Liancourt, L’Estère, Pont-Sondé, Petite-Rivière-de-l’Artibonite, Jean-Denis, Gressier, Kenscoff… La liste s’allonge, les noms des victimes s’effacent peu à peu des unes, mais la douleur, elle, demeure.
À chaque massacre, le même rituel recommence : condamnations officielles, promesses d’enquêtes, annonces d’opérations policières et discours sur le retour à l’ordre. Puis le silence s’installe. Jusqu’au prochain massacre.
Combien de gouvernements faudra-t-il encore voir passer avant que l’État haïtien accepte de regarder son propre bilan en face ?
Chaque chef de l’Exécutif arrive avec ses promesses. Chaque directeur général de la Police nationale prend ses fonctions avec la mission de protéger la population. Pourtant, sous leurs mandats successifs, les massacres se sont multipliés dans différentes régions du pays.
Liancourt. L’Estère. Pont-Sondé. Petite-Rivière. Jean-Denis. Gressier. Kenscoff. Et tant d’autres endroits dont les noms ont été associés à la peur, au sang et au deuil.
Derrière chacun de ces noms, il y a des familles qui ont perdu un père, une mère, un enfant, un frère ou une sœur. Il y a des maisons abandonnées, des commerces fermés, des populations déplacées et des communautés traumatisées.
Le plus inquiétant n’est pas seulement le nombre de morts. C’est l’impunité qui accompagne leur mort.
Car lorsqu’un massacre n’aboutit ni à une véritable enquête, ni à des arrestations significatives, ni à un procès, le message envoyé aux criminels est terrible : le crime peut rester impuni.
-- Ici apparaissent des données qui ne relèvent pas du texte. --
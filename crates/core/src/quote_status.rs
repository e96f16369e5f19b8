//! Quote request status graph.
//!
//! ```text
//! pending -> contacted -> quoted -> approved -> completed
//!                                \-> rejected
//! ```
//!
//! Stages may be skipped forward (a request can be rejected straight from
//! `pending`), never moved backward. `completed` is only reachable from
//! `approved`; `rejected` and `completed` are terminal.

use std::fmt;
use std::str::FromStr;

use serde::{Deserialize, Serialize};

#[derive(Debug, Clone, Copy, PartialEq, Eq, Hash, Serialize, Deserialize)]
#[serde(rename_all = "lowercase")]
pub enum QuoteStatus {
    Pending,
    Contacted,
    Quoted,
    Approved,
    Rejected,
    Completed,
}

/// All statuses, in pipeline order.
pub const ALL_STATUSES: &[QuoteStatus] = &[
    QuoteStatus::Pending,
    QuoteStatus::Contacted,
    QuoteStatus::Quoted,
    QuoteStatus::Approved,
    QuoteStatus::Rejected,
    QuoteStatus::Completed,
];

impl QuoteStatus {
    pub fn as_str(self) -> &'static str {
        match self {
            QuoteStatus::Pending => "pending",
            QuoteStatus::Contacted => "contacted",
            QuoteStatus::Quoted => "quoted",
            QuoteStatus::Approved => "approved",
            QuoteStatus::Rejected => "rejected",
            QuoteStatus::Completed => "completed",
        }
    }

    fn stage(self) -> u8 {
        match self {
            QuoteStatus::Pending => 0,
            QuoteStatus::Contacted => 1,
            QuoteStatus::Quoted => 2,
            QuoteStatus::Approved | QuoteStatus::Rejected => 3,
            QuoteStatus::Completed => 4,
        }
    }

    pub fn is_terminal(self) -> bool {
        matches!(self, QuoteStatus::Rejected | QuoteStatus::Completed)
    }

    /// Whether a request in `self` may move to `next`. Re-setting the same
    /// status is always allowed.
    pub fn can_transition_to(self, next: QuoteStatus) -> bool {
        if self == next {
            return true;
        }
        if self.is_terminal() || next.stage() <= self.stage() {
            return false;
        }
        next != QuoteStatus::Completed || self == QuoteStatus::Approved
    }
}

impl fmt::Display for QuoteStatus {
    fn fmt(&self, f: &mut fmt::Formatter<'_>) -> fmt::Result {
        f.write_str(self.as_str())
    }
}

impl FromStr for QuoteStatus {
    type Err = String;

    fn from_str(s: &str) -> Result<Self, Self::Err> {
        ALL_STATUSES
            .iter()
            .copied()
            .find(|status| status.as_str() == s)
            .ok_or_else(|| {
                let valid: Vec<&str> = ALL_STATUSES.iter().map(|s| s.as_str()).collect();
                format!(
                    "Invalid quote status '{s}'. Must be one of: {}",
                    valid.join(", ")
                )
            })
    }
}

/// Validate a status change, returning a human-readable reason on failure.
pub fn validate_transition(from: QuoteStatus, to: QuoteStatus) -> Result<(), String> {
    if from.can_transition_to(to) {
        Ok(())
    } else {
        Err(format!("Cannot move quote request from '{from}' to '{to}'"))
    }
}
//! Bounded retry with exponential backoff for async operations.
//!
//! [`Retrier::retry`] runs a zero-argument async operation up to
//! `max_attempts` times. Between attempts it sleeps for
//! `delay * 2^(attempt - 1)` (or a flat `delay` with backoff disabled). The
//! loop can be stopped early through a [`CancellationToken`], both while an
//! attempt is in flight and while sleeping.
//!
//! [`RetryState`] exposes `is_retrying` / `attempt_count` so callers can
//! report a "retrying" status while the loop runs.

use std::fmt;
use std::future::Future;
use std::sync::atomic::{AtomicU32, AtomicUsize, Ordering};
use std::sync::Arc;
use std::time::Duration;

use tokio_util::sync::CancellationToken;

/// Default number of attempts.
pub const DEFAULT_MAX_ATTEMPTS: u32 = 3;

/// Default base delay between attempts.
pub const DEFAULT_DELAY: Duration = Duration::from_millis(1000);

/// Callback invoked after every failed attempt with the 1-based attempt number.
pub type OnError<E> = Arc<dyn Fn(&E, u32) + Send + Sync>;

/// Callback invoked once when the final attempt fails.
pub type OnMaxAttemptsReached<E> = Arc<dyn Fn(&E) + Send + Sync>;

// ---------------------------------------------------------------------------
// Options
// ---------------------------------------------------------------------------

pub struct RetryOptions<E> {
    pub max_attempts: u32,
    pub delay: Duration,
    pub exponential_backoff: bool,
    pub on_error: Option<OnError<E>>,
    pub on_max_attempts_reached: Option<OnMaxAttemptsReached<E>>,
}

impl<E> Default for RetryOptions<E> {
    fn default() -> Self {
        Self {
            max_attempts: DEFAULT_MAX_ATTEMPTS,
            delay: DEFAULT_DELAY,
            exponential_backoff: true,
            on_error: None,
            on_max_attempts_reached: None,
        }
    }
}

impl<E> Clone for RetryOptions<E> {
    fn clone(&self) -> Self {
        Self {
            max_attempts: self.max_attempts,
            delay: self.delay,
            exponential_backoff: self.exponential_backoff,
            on_error: self.on_error.clone(),
            on_max_attempts_reached: self.on_max_attempts_reached.clone(),
        }
    }
}

impl<E> fmt::Debug for RetryOptions<E> {
    fn fmt(&self, f: &mut fmt::Formatter<'_>) -> fmt::Result {
        f.debug_struct("RetryOptions")
            .field("max_attempts", &self.max_attempts)
            .field("delay", &self.delay)
            .field("exponential_backoff", &self.exponential_backoff)
            .finish_non_exhaustive()
    }
}

/// Delay to wait after the given failed attempt (1-based) before the next one.
pub fn backoff_delay<E>(options: &RetryOptions<E>, attempt: u32) -> Duration {
    if !options.exponential_backoff {
        return options.delay;
    }
    let factor = 1u32
        .checked_shl(attempt.saturating_sub(1))
        .unwrap_or(u32::MAX);
    options.delay.saturating_mul(factor)
}

// ---------------------------------------------------------------------------
// Error
// ---------------------------------------------------------------------------

#[derive(Debug, thiserror::Error)]
pub enum RetryError<E> {
    /// Every attempt failed; carries the last failure.
    #[error("Operation failed after {attempts} attempts: {last_error}")]
    Exhausted { attempts: u32, last_error: E },

    /// The cancellation token fired before the loop finished.
    #[error("Retry cancelled")]
    Cancelled,
}

impl<E> RetryError<E> {
    /// The last failure, if the loop ran to exhaustion.
    pub fn last_error(&self) -> Option<&E> {
        match self {
            RetryError::Exhausted { last_error, .. } => Some(last_error),
            RetryError::Cancelled => None,
        }
    }
}

// ---------------------------------------------------------------------------
// State
// ---------------------------------------------------------------------------

/// Shared, observable progress of the retry loops of one [`Retrier`].
///
/// Several loops may run at once on the same retrier; `is_retrying` stays
/// `true` as long as any of them is re-attempting after a failure.
#[derive(Debug, Clone, Default)]
pub struct RetryState {
    retrying_loops: Arc<AtomicUsize>,
    attempts: Arc<AtomicU32>,
}

impl RetryState {
    /// `true` while at least one loop is re-attempting after a failure.
    pub fn is_retrying(&self) -> bool {
        self.retrying_loops.load(Ordering::SeqCst) > 0
    }

    /// Attempts made by the most recently advanced loop.
    pub fn attempt_count(&self) -> u32 {
        self.attempts.load(Ordering::SeqCst)
    }
}

/// Marks one loop as retrying until dropped. Dropping covers every exit,
/// including the loop's future being dropped mid-sleep.
struct RetryingGuard {
    loops: Arc<AtomicUsize>,
}

impl RetryingGuard {
    fn enter(state: &RetryState) -> Self {
        state.retrying_loops.fetch_add(1, Ordering::SeqCst);
        Self {
            loops: Arc::clone(&state.retrying_loops),
        }
    }
}

impl Drop for RetryingGuard {
    fn drop(&mut self) {
        self.loops.fetch_sub(1, Ordering::SeqCst);
    }
}

// ---------------------------------------------------------------------------
// Retrier
// ---------------------------------------------------------------------------

pub struct Retrier<E> {
    options: RetryOptions<E>,
    state: RetryState,
}

impl<E: fmt::Display> Retrier<E> {
    pub fn new(options: RetryOptions<E>) -> Self {
        Self {
            options,
            state: RetryState::default(),
        }
    }

    pub fn options(&self) -> &RetryOptions<E> {
        &self.options
    }

    /// Cloneable handle on this retrier's progress.
    pub fn state(&self) -> RetryState {
        self.state.clone()
    }

    /// Run `operation` until it succeeds, attempts are exhausted, or `cancel`
    /// fires.
    pub async fn retry<T, F, Fut>(
        &self,
        mut operation: F,
        cancel: &CancellationToken,
    ) -> Result<T, RetryError<E>>
    where
        F: FnMut() -> Fut,
        Fut: Future<Output = Result<T, E>>,
    {
        let max_attempts = self.options.max_attempts.max(1);
        let mut attempt = 0u32;
        let mut retrying: Option<RetryingGuard> = None;

        let result = loop {
            attempt += 1;
            self.state.attempts.store(attempt, Ordering::SeqCst);

            let outcome = tokio::select! {
                _ = cancel.cancelled() => break Err(RetryError::Cancelled),
                outcome = operation() => outcome,
            };

            let err = match outcome {
                Ok(value) => break Ok(value),
                Err(err) => err,
            };

            if let Some(on_error) = &self.options.on_error {
                on_error(&err, attempt);
            }

            if attempt >= max_attempts {
                if let Some(on_max) = &self.options.on_max_attempts_reached {
                    on_max(&err);
                }
                tracing::error!(
                    attempts = attempt,
                    error = %err,
                    "Operation failed after all retry attempts"
                );
                break Err(RetryError::Exhausted {
                    attempts: attempt,
                    last_error: err,
                });
            }

            if retrying.is_none() {
                retrying = Some(RetryingGuard::enter(&self.state));
            }
            let wait = backoff_delay(&self.options, attempt);
            tracing::warn!(
                attempt,
                max_attempts,
                delay_ms = wait.as_millis() as u64,
                error = %err,
                "Attempt failed, retrying"
            );

            tokio::select! {
                _ = cancel.cancelled() => break Err(RetryError::Cancelled),
                _ = tokio::time::sleep(wait) => {}
            }
        };

        drop(retrying);
        result
    }
}

/// One-shot convenience wrapper around [`Retrier::retry`] without
/// cancellation.
pub async fn retry<T, E, F, Fut>(operation: F, options: RetryOptions<E>) -> Result<T, RetryError<E>>
where
    E: fmt::Display,
    F: FnMut() -> Fut,
    Fut: Future<Output = Result<T, E>>,
{
    Retrier::new(options)
        .retry(operation, &CancellationToken::new())
        .await
}

// ---------------------------------------------------------------------------
// Tests
// ---------------------------------------------------------------------------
L’État ne peut pas éternellement se contenter de compter les morts après les avoir laissés sans protection.
Certes, aucun chef de l’Exécutif ni aucun directeur général de la Police ne peut être personnellement tenu responsable de chaque crime commis sur le territoire national. Mais ils doivent être jugés sur la capacité de l’État, pendant leur mandat, à anticiper les menaces, protéger les populations, intervenir et rendre justice.
Un mandat politique ne devrait pas être évalué uniquement à travers les discours, les nominations ou les promesses. Il doit aussi être évalué à travers les vies sauvées et les citoyens protégés.
Aujourd’hui, le peuple haïtien ne demande pas simplement des déclarations de compassion. Il demande des réponses.
Pourquoi ces populations n’ont-elles pas été protégées ?
Pourquoi certaines alertes n’ont-elles pas été prises au sérieux ?
Pourquoi tant de crimes restent-ils sans justice ?
Qui protège les victimes ?
Qui répond de l’échec de l’État ?
Haïti ne peut pas continuer à transformer ses massacres en simples épisodes de l’actualité.
Liancourt n’est pas seulement un nom. Pont-Sondé n’est pas seulement un lieu. Gressier n’est pas seulement une commune. Kenscoff n’est pas seulement une localité.
Ce sont des cicatrices de la République.
Et tant que la justice ne sera pas rendue, ces cicatrices continueront de rappeler aux dirigeants une vérité qu’aucun discours ne pourra effacer : les gouvernements passent, les directeurs de la Police passent, mais les victimes restent dans la mémoire du peuple.
L’histoire jugera les dirigeants non seulement sur ce qu’ils auront construit, mais aussi sur ce qu’ils auront laissé se produire.
Parce qu’un pays ne peut pas avoir comme bilan la répétition des massacres et comme réponse la répétition des promesses.